Conditions put in the recent procurement process for the rail network as well as for the upcoming Clyde and Hebrides Ferry Services (CHFS) contract should help. Neither has been without its controversies in recent months, though. An industrial dispute within a few months of Abellio taking over the ScotRail franchise hit Sunday services, with Kevin Lindsay, Scottish secretary of Aslef, claiming at the time it was “scandalous what Abellio are trying to do to the railway in Scotland”.

“Throughout the industrial dispute, I worked to ensure that we got over it and we got the trains back to business,” says Mackay. “That’s what I am focused on, the trains are running, there’s massive investment coming, and I’m not going to get involved in the name calling or the tittle-tattle.” His timing could hardly have been better, speaking just a few hours after ScotRail unveiled the first of 40 new-look trains with improved seating, better lighting and power sockets for customers to use.

This came the day after the Scottish Government named the revitalised Ferguson yard in Port Glasgow as the preferred bidder for a £97m contract to build two ferries to operate in Scotland. However, the process of determining who will run much of Scotland’s ferry network has been – and will remain – in the spotlight until either CalMac or Serco is named preferred bidder for the CHFS contract next May. Mackay reiterates that not putting the service out to tender would have left government in breach of European regulations and therefore, the law.

That was deemed to be of little comfort to ferry workers, though, who participated in three days of industrial action in June, culminating in a 24-hour strike that saw two-thirds of CalMac routes cancelled.
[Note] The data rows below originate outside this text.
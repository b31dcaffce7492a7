use std::cell::RefCell;
use std::collections::{BTreeSet, HashSet};
use std::fmt;
use std::vec;

use quickcheck::Arbitrary;

use interset::{Collection, Lookup, OnePass, Strategy};

// Arbitrary Strategy //
#[derive(Clone)]
pub struct ForcedStrategy(&'static str, pub Strategy);

impl fmt::Debug for ForcedStrategy {
    fn fmt(&self, f: &mut fmt::Formatter<'_>) -> fmt::Result {
        f.write_str(self.0)
    }
}

impl quickcheck::Arbitrary for ForcedStrategy {
    fn arbitrary(g: &mut quickcheck::Gen) -> Self {
        g.choose([
            ForcedStrategy("direct_membership", Strategy::DirectMembership),
            ForcedStrategy("size_aware_swap", Strategy::SizeAwareSwap),
            ForcedStrategy("fallback_materialize", Strategy::FallbackMaterialize),
            ForcedStrategy("double_materialize", Strategy::DoubleMaterialize),
        ].as_slice())
        .unwrap()
        .clone()
    }
}

// Arbitrary Representation Kind //
#[derive(Clone, Copy, Debug, PartialEq, Eq)]
pub enum Kind {
    Set,
    Tree,
    Sequence,
    OnePass,
}

impl Kind {
    /// The nearest kind supporting repeated iteration, for properties that
    /// must observe an input after the call.
    pub fn repeatable(self) -> Kind {
        match self {
            Kind::OnePass => Kind::Sequence,
            other => other,
        }
    }
}

impl quickcheck::Arbitrary for Kind {
    fn arbitrary(g: &mut quickcheck::Gen) -> Self {
        *g.choose(&[Kind::Set, Kind::Tree, Kind::Sequence, Kind::OnePass])
            .unwrap()
    }
}

// Realized Collection //
/// One input collection realized as a concrete representation. Rebuilt for
/// every intersect call so one-pass realizations are always fresh.
pub enum Realized {
    Set(HashSet<i32>),
    Tree(BTreeSet<i32>),
    Sequence(Vec<i32>),
    OnePass(OnePass<vec::IntoIter<i32>>),
}

impl Realized {
    pub fn build(kind: Kind, values: &[i32]) -> Self {
        match kind {
            Kind::Set => Realized::Set(values.iter().copied().collect()),
            Kind::Tree => Realized::Tree(values.iter().copied().collect()),
            Kind::Sequence => Realized::Sequence(values.to_vec()),
            Kind::OnePass =>
                Realized::OnePass(OnePass::new(values.to_vec().into_iter())),
        }
    }

    pub fn handle(&self) -> &dyn Collection<i32> {
        match self {
            Realized::Set(set) => set,
            Realized::Tree(tree) => tree,
            Realized::Sequence(seq) => seq,
            Realized::OnePass(iter) => iter,
        }
    }
}

// Arbitrary Pair of Element Vectors //
#[derive(Debug, Clone)]
pub struct SimilarPair(pub Vec<i32>, pub Vec<i32>);

impl quickcheck::Arbitrary for SimilarPair {
    fn arbitrary(g: &mut quickcheck::Gen) -> Self {
        let shared: Vec<i32> = Vec::arbitrary(g);

        let mut left = Vec::arbitrary(g);
        let mut right = Vec::arbitrary(g);
        left.extend(&shared);
        right.extend(&shared);

        SimilarPair(left, right)
    }
}

/// Reference result computed with the standard library alone.
pub fn oracle(a: &[i32], b: &[i32]) -> HashSet<i32> {
    let a: HashSet<i32> = a.iter().copied().collect();
    let b: HashSet<i32> = b.iter().copied().collect();
    a.intersection(&b).copied().collect()
}

// Scan-Order Tracing //
/// Wrapper recording when its inner collection is scanned, shared through a
/// log cell so tests can observe which side a strategy materializes first.
pub struct Traced<'a, C> {
    label: &'static str,
    log: &'a RefCell<Vec<&'static str>>,
    inner: C,
}

impl<'a, C> Traced<'a, C> {
    pub fn new(label: &'static str, log: &'a RefCell<Vec<&'static str>>, inner: C) -> Self {
        Self { label, log, inner }
    }
}

impl<'a, T, C> Collection<T> for Traced<'a, C>
where
    C: Collection<T>,
{
    fn lookup(&self) -> Option<&dyn Lookup<T>> {
        self.inner.lookup()
    }

    fn known_size(&self) -> Option<usize> {
        self.inner.known_size()
    }

    fn scan(&self, visit: &mut dyn FnMut(&T)) {
        self.log.borrow_mut().push(self.label);
        self.inner.scan(visit);
    }
}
Further strike action was averted a month later, after extensive talks involving the operator, Scottish Government and union representatives.

“I understand public sector unions and public sector workers like working for the public sector, of course I understand their desire to keep working for the public sector,” says Mackay. “My priority as minister is to get the best quality service for the community of Scotland and that’s what I’ll do and I’ve worked very closely with the trade unions over the summer to allay their concerns. It has not been helped by the fact some people have been deliberately trying to toxify the situation with loose talk of privatisation, reduced routes and selling off assets. None of that would happen as a consequence of this procurement exercise, none of it would happen. This is not a cost-saving exercise, this is about continuity of ferry services.”

With trains now running on the Borders Railway and a number of large infrastructure projects, such as the construction of the £1.4bn Queensferry Crossing coming through, Mackay, unsurprisingly, sees the transport and infrastructure as a “real success story in this country”. Still, calls continue for a much larger shift in investment away from large-scale road projects into other alternatives, last month’s report by the Task Force on Low Carbon Infrastructure being the latest contribution.

“Of course, there is more work to be done and some of it’s about behaviour change as well – it is not just about money, it’s about behavioural change and lifestyle choices too, and how people choose to travel,” says Mackay. “There are huge infrastructure investment projects that are necessary and good for the economy, but they’re costly. They would include the Queensferry Crossing – a multi-billion-pound project – or the A9 dualling. These are big commitments [and the] right thing to do, but they come at a price.

“Now we’ve been running these projects competently, on time and on budget, indeed sometimes even under budget. But the transport investment is massive and within that context I’ve been increasing the active travel budget. I understand active travel campaigners will always ask for more, and they’re entitled to do that. But investing in the whole country’s infrastructure is a priority for the government and that’s across road, rail, aviation and ferries.”